How do I lower my BEP?
Four main strategies: (1) Raise prices - but watch demand elasticity; A/B test first. (2) Lower variable costs - negotiate with suppliers, buy in volume, substitute materials without sacrificing quality. (3) Cut fixed costs - sublease space, automate processes, shift to contractor labor where appropriate. (4) Shift the product mix toward higher-margin items. A common target: lower BEP by 20-30 percent within 6 months after an operational review.

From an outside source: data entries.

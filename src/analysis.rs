//! Analysis orchestrator - runs once the intake flow completes
//!
//! EXTRACT → GAP → (IRR for wealth policies) → NARRATIVE → PERSIST → SUMMARY
//!
//! Best-effort pipeline, not transactional: a persisted record without a
//! narrative is acceptable and nothing is rolled back.

use crate::error::AdvisorError;
use crate::extract::{DocumentExtractor, ExtractedDocument};
use crate::finance::{estimate_irr, IrrEstimate};
use crate::gap::analyze_gap;
use crate::models::{AnalysisRecord, CashValueEntry, CoverageItem, PolicyType, Profile};
use crate::narrative::{fallback_script, irr_caveat, NarrativeGenerator};
use crate::store::{stable_record_id, ProfileSink};
use crate::Result;
use chrono::Utc;
use std::sync::Arc;
use tracing::{debug, info, warn};

/// Title substituted for cash-value documents, which carry no name.
const CASHFLOW_DOC_TITLE: &str = "現金價值表保單（未取得產品名稱）";

/// Outcome of a completed analysis run.
#[derive(Debug, Clone, PartialEq, Eq)]
pub enum AnalysisOutcome {
    /// Composed user-facing summary text.
    Summary(String),
    /// The extractor could not parse the reference; nothing else ran.
    ParseFailed,
}

/// Coordinates the external collaborators around the two calculators.
pub struct AnalysisOrchestrator {
    extractor: Arc<dyn DocumentExtractor>,
    narrator: Arc<dyn NarrativeGenerator>,
    sink: Arc<dyn ProfileSink>,
}

impl AnalysisOrchestrator {
    pub fn new(
        extractor: Arc<dyn DocumentExtractor>,
        narrator: Arc<dyn NarrativeGenerator>,
        sink: Arc<dyn ProfileSink>,
    ) -> Self {
        Self {
            extractor,
            narrator,
            sink,
        }
    }

    /// Run the full analysis for a completed profile.
    pub async fn run_analysis(&self, user_id: &str, profile: &Profile) -> Result<AnalysisOutcome> {
        info!(
            user_id = %user_id,
            policy_type = %profile.policy_type,
            reference = %profile.product_reference,
            "Analysis: starting"
        );

        // === EXTRACT ===
        let document = match self.extractor.extract(&profile.product_reference).await {
            Ok(document) => document,
            Err(AdvisorError::Extraction(reason)) => {
                warn!(user_id = %user_id, reason = %reason, "Analysis: extraction failed");
                return Ok(AnalysisOutcome::ParseFailed);
            }
            Err(other) => return Err(other),
        };

        let (title, coverage, cash_values): (String, Vec<CoverageItem>, Vec<CashValueEntry>) =
            match document {
                ExtractedDocument::Coverage { title, coverage } => (title, coverage, Vec::new()),
                ExtractedDocument::CashFlow { cash_values } => {
                    (CASHFLOW_DOC_TITLE.to_string(), Vec::new(), cash_values)
                }
            };

        // === GAP ===
        let gap = analyze_gap(profile, &coverage);
        debug!(
            life_gap = gap.life.gap,
            medical_gap = gap.medical.gap,
            "Analysis: gap computed"
        );

        // === IRR ===
        // Only wealth policies with a cash-value schedule get an estimate.
        let irr: Option<IrrEstimate> = if profile.policy_type == PolicyType::Wealth {
            let annual_outflow = f64::from(profile.monthly_budget) * 12.0;
            estimate_irr(&cash_values, annual_outflow)
        } else {
            None
        };

        // === NARRATIVE ===
        let script = match self
            .narrator
            .generate(profile, &gap, &title, irr.as_ref())
            .await
        {
            Ok(script) => script,
            Err(error) => {
                warn!(user_id = %user_id, error = %error, "Analysis: narrative failed, using fallback");
                fallback_script(&gap, &title)
            }
        };

        // === PERSIST ===
        let record = AnalysisRecord {
            record_id: stable_record_id(user_id),
            user_id: user_id.to_string(),
            profile: profile.clone(),
            product_reference: profile.product_reference.clone(),
            document_title: title.clone(),
            gap,
            irr: irr.map(|estimate| estimate.rate),
            created_at: Utc::now(),
        };
        if let Err(error) = self.sink.save(&record).await {
            warn!(user_id = %user_id, error = %error, "Analysis: profile save failed");
        }

        // === SUMMARY ===
        let mut summary = format!("✅ 保單解析完成：{}\n", title);
        if let Some(estimate) = irr {
            summary.push_str(&format!(
                "估算 IRR 約為 {:.2}%（假設以年繳 {} 元、繳至現金價值表末年）{}\n",
                estimate.rate * 100.0,
                u64::from(profile.monthly_budget) * 12,
                irr_caveat(&estimate),
            ));
        }
        summary.push_str(&format!(
            "我幫你整理了一份可用於向客戶說明的話術草稿：\n\n{}",
            script
        ));

        info!(user_id = %user_id, "Analysis: complete");
        Ok(AnalysisOutcome::Summary(summary))
    }
}

#[cfg(test)]
mod tests {
    use super::*;
    use crate::extract::MockExtractor;
    use crate::models::{
        Gender, DEFAULT_ANNUAL_INCOME, DEFAULT_DEBT, DEFAULT_DEPENDENT_COST,
    };
    use crate::narrative::MockNarrator;
    use crate::store::InMemoryProfileSink;
    use async_trait::async_trait;

    struct FailingExtractor;

    #[async_trait]
    impl DocumentExtractor for FailingExtractor {
        async fn extract(&self, _reference: &str) -> Result<ExtractedDocument> {
            Err(AdvisorError::Extraction("connection refused".to_string()))
        }
    }

    struct FailingNarrator;

    #[async_trait]
    impl NarrativeGenerator for FailingNarrator {
        async fn generate(
            &self,
            _profile: &Profile,
            _gap: &crate::models::GapResult,
            _title: &str,
            _irr: Option<&IrrEstimate>,
        ) -> Result<String> {
            Err(AdvisorError::Narrative("quota exceeded".to_string()))
        }
    }

    struct FailingSink;

    #[async_trait]
    impl ProfileSink for FailingSink {
        async fn save(&self, _record: &AnalysisRecord) -> Result<()> {
            Err(AdvisorError::Persistence("connection lost".to_string()))
        }

        async fn load(&self, _user_id: &str) -> Result<Option<AnalysisRecord>> {
            Ok(None)
        }
    }

    fn test_profile(policy_type: PolicyType) -> Profile {
        Profile {
            policy_type,
            monthly_budget: 10_000,
            age: 30,
            gender: Gender::Male,
            occupation_class: 2,
            product_reference: "http://example.test/policy".to_string(),
            annual_income: DEFAULT_ANNUAL_INCOME,
            debt: DEFAULT_DEBT,
            dependent_cost: DEFAULT_DEPENDENT_COST,
        }
    }

    fn cashflow_doc() -> ExtractedDocument {
        ExtractedDocument::CashFlow {
            cash_values: vec![
                CashValueEntry {
                    period_index: 1,
                    cash_value: 0,
                },
                CashValueEntry {
                    period_index: 2,
                    cash_value: 1_440_000,
                },
            ],
        }
    }

    fn orchestrator_with(
        extractor: Arc<dyn DocumentExtractor>,
        sink: Arc<InMemoryProfileSink>,
    ) -> AnalysisOrchestrator {
        AnalysisOrchestrator::new(extractor, Arc::new(MockNarrator), sink)
    }

    #[tokio::test]
    async fn extraction_failure_short_circuits() {
        let sink = Arc::new(InMemoryProfileSink::new());
        let orchestrator = orchestrator_with(Arc::new(FailingExtractor), sink.clone());

        let outcome = orchestrator
            .run_analysis("user-1", &test_profile(PolicyType::Protection))
            .await
            .unwrap();

        assert_eq!(outcome, AnalysisOutcome::ParseFailed);
        // Nothing was persisted.
        assert!(sink.load("user-1").await.unwrap().is_none());
    }

    #[tokio::test]
    async fn coverage_document_produces_summary_and_record() {
        let sink = Arc::new(InMemoryProfileSink::new());
        let orchestrator =
            orchestrator_with(Arc::new(MockExtractor::sample_coverage()), sink.clone());

        let outcome = orchestrator
            .run_analysis("user-1", &test_profile(PolicyType::Protection))
            .await
            .unwrap();

        let AnalysisOutcome::Summary(summary) = outcome else {
            panic!("expected summary");
        };
        assert!(summary.contains("保單解析完成"));
        assert!(summary.contains("安心終身壽險"));
        // Protection policy never gets an IRR line.
        assert!(!summary.contains("IRR"));

        let record = sink.load("user-1").await.unwrap().unwrap();
        assert_eq!(record.document_title, "安心終身壽險");
        assert_eq!(record.irr, None);
        // Coverage table reduced the life gap below the full need.
        assert!(record.gap.life.have > 0);
    }

    #[tokio::test]
    async fn wealth_policy_on_cashflow_document_gets_irr() {
        let sink = Arc::new(InMemoryProfileSink::new());
        let orchestrator =
            orchestrator_with(Arc::new(MockExtractor::new(cashflow_doc())), sink.clone());

        let outcome = orchestrator
            .run_analysis("user-1", &test_profile(PolicyType::Wealth))
            .await
            .unwrap();

        let AnalysisOutcome::Summary(summary) = outcome else {
            panic!("expected summary");
        };
        assert!(summary.contains("估算 IRR"));
        assert!(summary.contains("120000"));

        let record = sink.load("user-1").await.unwrap().unwrap();
        assert!(record.irr.is_some());
        // Cash-flow form runs the gap analyzer with an empty coverage list.
        assert_eq!(record.gap.life.have, 0);
    }

    #[tokio::test]
    async fn non_wealth_policy_skips_irr_even_with_cashflow() {
        let sink = Arc::new(InMemoryProfileSink::new());
        let orchestrator =
            orchestrator_with(Arc::new(MockExtractor::new(cashflow_doc())), sink.clone());

        let outcome = orchestrator
            .run_analysis("user-1", &test_profile(PolicyType::Medical))
            .await
            .unwrap();

        assert!(matches!(outcome, AnalysisOutcome::Summary(_)));
        let record = sink.load("user-1").await.unwrap().unwrap();
        assert_eq!(record.irr, None);
    }

    #[tokio::test]
    async fn narrative_failure_falls_back() {
        let sink = Arc::new(InMemoryProfileSink::new());
        let orchestrator = AnalysisOrchestrator::new(
            Arc::new(MockExtractor::sample_coverage()),
            Arc::new(FailingNarrator),
            sink.clone(),
        );

        let outcome = orchestrator
            .run_analysis("user-1", &test_profile(PolicyType::Protection))
            .await
            .unwrap();

        let AnalysisOutcome::Summary(summary) = outcome else {
            panic!("expected summary");
        };
        // The fallback script is built from the gap advisories.
        assert!(summary.contains("保障"));
        // The record was still persisted.
        assert!(sink.load("user-1").await.unwrap().is_some());
    }

    #[tokio::test]
    async fn persistence_failure_does_not_change_summary() {
        let orchestrator = AnalysisOrchestrator::new(
            Arc::new(MockExtractor::sample_coverage()),
            Arc::new(MockNarrator),
            Arc::new(FailingSink),
        );

        let outcome = orchestrator
            .run_analysis("user-1", &test_profile(PolicyType::Protection))
            .await
            .unwrap();

        assert!(matches!(outcome, AnalysisOutcome::Summary(_)));
    }
}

What is the Margin of Safety and why does it matter?
Margin of Safety is the percentage of sales above the break-even point. A 30 percent MoS means sales could drop 30 percent before the business starts losing money. A low MoS (under 10 percent) signals fragility - a small market downturn could push you into the red. Investors generally favor a MoS above 50 percent for defensive businesses. To raise MoS: lower the BEP or grow sales volume. Small businesses are typically advised to target at least 25 percent MoS to weather seasonal slow periods.
Does break-even analysis work for service businesses?
Yes, with adjustments. For services, the 'unit' might be billable hours, clients, or projects. Example consultant: fixed costs $8,000/month (office + tools), rate $200/hour, variable cost $20/hour (travel, supplies). CM = $180/hour, BEP = 45 hours/month, about 11 billable hours/week. For SaaS, use MRR (Monthly Recurring Revenue) and churn rate. Service businesses typically have a lower BEP because variable costs are small.
What are the limitations of break-even analysis?
BEP assumptions: constant selling price (no volume discounts), linear variable costs, everything produced is sold, fixed costs stay constant. Reality: there are economies of scale (variable cost falls as volume rises), promotional discounts, unsold inventory, and fixed costs can change (rent escalations). BEP is best for initial planning and single-product analysis. For multi-product analysis, use a weighted-average CM or analyze profitability per product.